The gun shall always be remotely fired by the use of the lanyard ensuring no one, including third parties, are in the vicinity of the gun at the time of firing.

Clamping accessories are available to cater for the spiking of single core cables.

The clamp consists essentially of a parallel-sided slot in which the 3 cables to be spiked, together with a short length of scrap cable of the same size and type, are placed in a 2 over 2 configuration. The additional short length of scrap cable is always placed in the bottom of the slot. The parallel sides of the slot prevent the cables from moving apart when the gun is fired and all four cable cores are penetrated.

The clamps are not restricted to use with single core polymeric cables and may be used with three core cables, if one of the slots is of appropriate width for the cable to be spiked. Some slight extra packing may however be needed under a three core cable, to bring its upper surface to the correct level, so that the spike is fully retracted before firing.

Cartridges are available in 4 grades of loading:-

Red Mark (20 grain Charge)

For armoured copper cables greater than 86mm

(3 3/8")0D.

Green Mark (16 grain Charge)

For armoured copper cables up to 86mm

(3 3/8")0D.

Silver Mark (12 grain Charge)

For 3 core Al/Polymeric cables and single core Al/polymeric cables of 150 & 240 sq.mm. CSA.

Yellow Mark (10 grain Charge) For single core Al/Polymeric cables of 70 sq.mm. CSA.



Cartridge FailureIf during the process of spiking the cable, the cartridge fails to fire, remain at a safe distance for at least three minutes, before approaching the spiking gun to replace the cartridge.

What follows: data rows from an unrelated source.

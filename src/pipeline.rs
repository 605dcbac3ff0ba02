/// file: src/pipeline.rs
/// description: End-to-end jobs shared by the CLI and the HTTP API.
/// Pipeline — wires a target source, a browser session, the batch runner and
/// the sinks together for one run, and the offline CSV publishing paths.
use crate::cleaner;
use crate::config::Config;
use crate::database::DbClient;
use crate::harvester::ScrollHarvester;
use crate::models::{AppError, CleanRow};
use crate::publisher::{DedupPublisher, DeltaMode, PublishReport, PublishingSink, RecordStore};
use crate::runner::{BatchRunner, RowSink, RunReport, TeeSink};
use crate::session::ChromiumSession;
use crate::staging::{self, CsvStagingSink};
use crate::targets::{self, TargetSource};
use std::path::Path;
use tracing::info;

/// Result of a run that stages and publishes.
#[derive(Debug)]
pub struct ScrapeOutcome {
    pub report: RunReport,
    pub published: usize,
}

impl ScrapeOutcome {
    pub fn message(&self) -> String {
        format!(
            "Harvested {} of {} targets, {} new connections",
            self.report.outcomes.len() - self.report.failed_targets(),
            self.report.outcomes.len(),
            self.published
        )
    }
}

pub fn delta_mode(cfg: &Config) -> DeltaMode {
    DeltaMode::from_clear_flag(cfg.publish.clear_delta)
}

/// One batch on a fresh browser session. The session is shut down on every
/// exit path.
pub async fn run_batch(
    cfg: &Config,
    source: &dyn TargetSource,
    sink: &mut dyn RowSink,
) -> Result<RunReport, AppError> {
    let targets = targets::load_targets(source, &cfg.batch.url_template).await?;
    if targets.is_empty() {
        return Err(AppError::BadRequest("no targets configured".to_string()));
    }

    let runner = BatchRunner::new(
        ScrollHarvester::new(cfg.harvest.clone()),
        cfg.batch.flush_every,
    );

    let mut session = ChromiumSession::launch(&cfg.session).await?;
    let result = runner.run(&mut session, &targets, sink).await;
    session.shutdown().await;
    result
}

/// Stage to the CSV file and publish every flush into the store.
pub async fn scrape_and_publish(cfg: &Config, db: &DbClient) -> Result<ScrapeOutcome, AppError> {
    let source = targets::source_for(&cfg.batch, db);
    let mut sink = TeeSink {
        first: CsvStagingSink::new(&cfg.batch.staging_csv_path),
        second: PublishingSink::new(DedupPublisher::new(db.clone(), delta_mode(cfg))),
    };

    let report = run_batch(cfg, source.as_ref(), &mut sink).await?;
    Ok(ScrapeOutcome {
        report,
        published: sink.second.published(),
    })
}

/// Stage to the CSV file only.
pub async fn stage_only(cfg: &Config, db: &DbClient) -> Result<RunReport, AppError> {
    let source = targets::source_for(&cfg.batch, db);
    let mut sink = CsvStagingSink::new(&cfg.batch.staging_csv_path);
    let report = run_batch(cfg, source.as_ref(), &mut sink).await?;
    info!(path = %sink.path().display(), rows = report.total_rows, "Staging file updated");
    Ok(report)
}

/// Clean a staging file and publish it.
pub async fn publish_staged<S: RecordStore>(
    path: &Path,
    store: S,
    mode: DeltaMode,
) -> Result<PublishReport, AppError> {
    let raw = staging::read_staged(path)?;
    let cleaned = cleaner::clean(&raw);
    info!(path = %path.display(), raw = raw.len(), cleaned = cleaned.len(), "Publishing staged rows");
    DedupPublisher::new(store, mode).publish(&cleaned).await
}

/// Publish an already-clean `[handle, company, date]` export.
pub async fn import_legacy<S: RecordStore>(
    path: &Path,
    store: S,
    mode: DeltaMode,
) -> Result<PublishReport, AppError> {
    let rows: Vec<CleanRow> = staging::read_legacy(path)?
        .into_iter()
        .filter(|r| !r.handle.is_empty() && !r.item.is_empty())
        .collect();
    info!(path = %path.display(), rows = rows.len(), "Importing legacy rows");
    DedupPublisher::new(store, mode).publish(&rows).await
}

Consequences of an Incorrect Cable SpikingIn the event of incorrect cable identification, the following consequences may occur:

Incorrect Spiking of a Live HV Cable

The resultant damage will operate the source protection of the live cable and cause an alarm to be sent to Control. If there is “downstream” protection on the HV feeder, before the point of spiking, or if the cable belongs to another party, then it is probable that no immediate information will be received at Control.

An incorrectly spiked HV cable, belonging to another party (such as an Independent Distribution Network Operator) could be re-energised by that party, following its initial spiking and consequential circuit tripping. This would result in serious danger. It is therefore essential to obtain positive verification by an approved method, as detailed in section 8.11, when identifying a cable by signal injection.

Incorrect Spiking of a Dead, Isolated or Abandoned HV or LV Cable

There would be no indication of an incorrect spiking. It should be appreciated that if a spiked isolated cable was to be unknowingly energised, serious danger would result.

Incorrect Spiking of a Live LV Cable

The spiking may not produce any observable signs (such as sparks, flames or smoke) that the cable is live. It should be appreciated that after the spiking, the cable could still be live on one or more phases which could also make the spiking gun live.

In the event of the spiking of the wrong cable, the field operative shall not remove the spiking gun. The Control Engineer shall be informed of the error and the Control Engineer will give further instructions.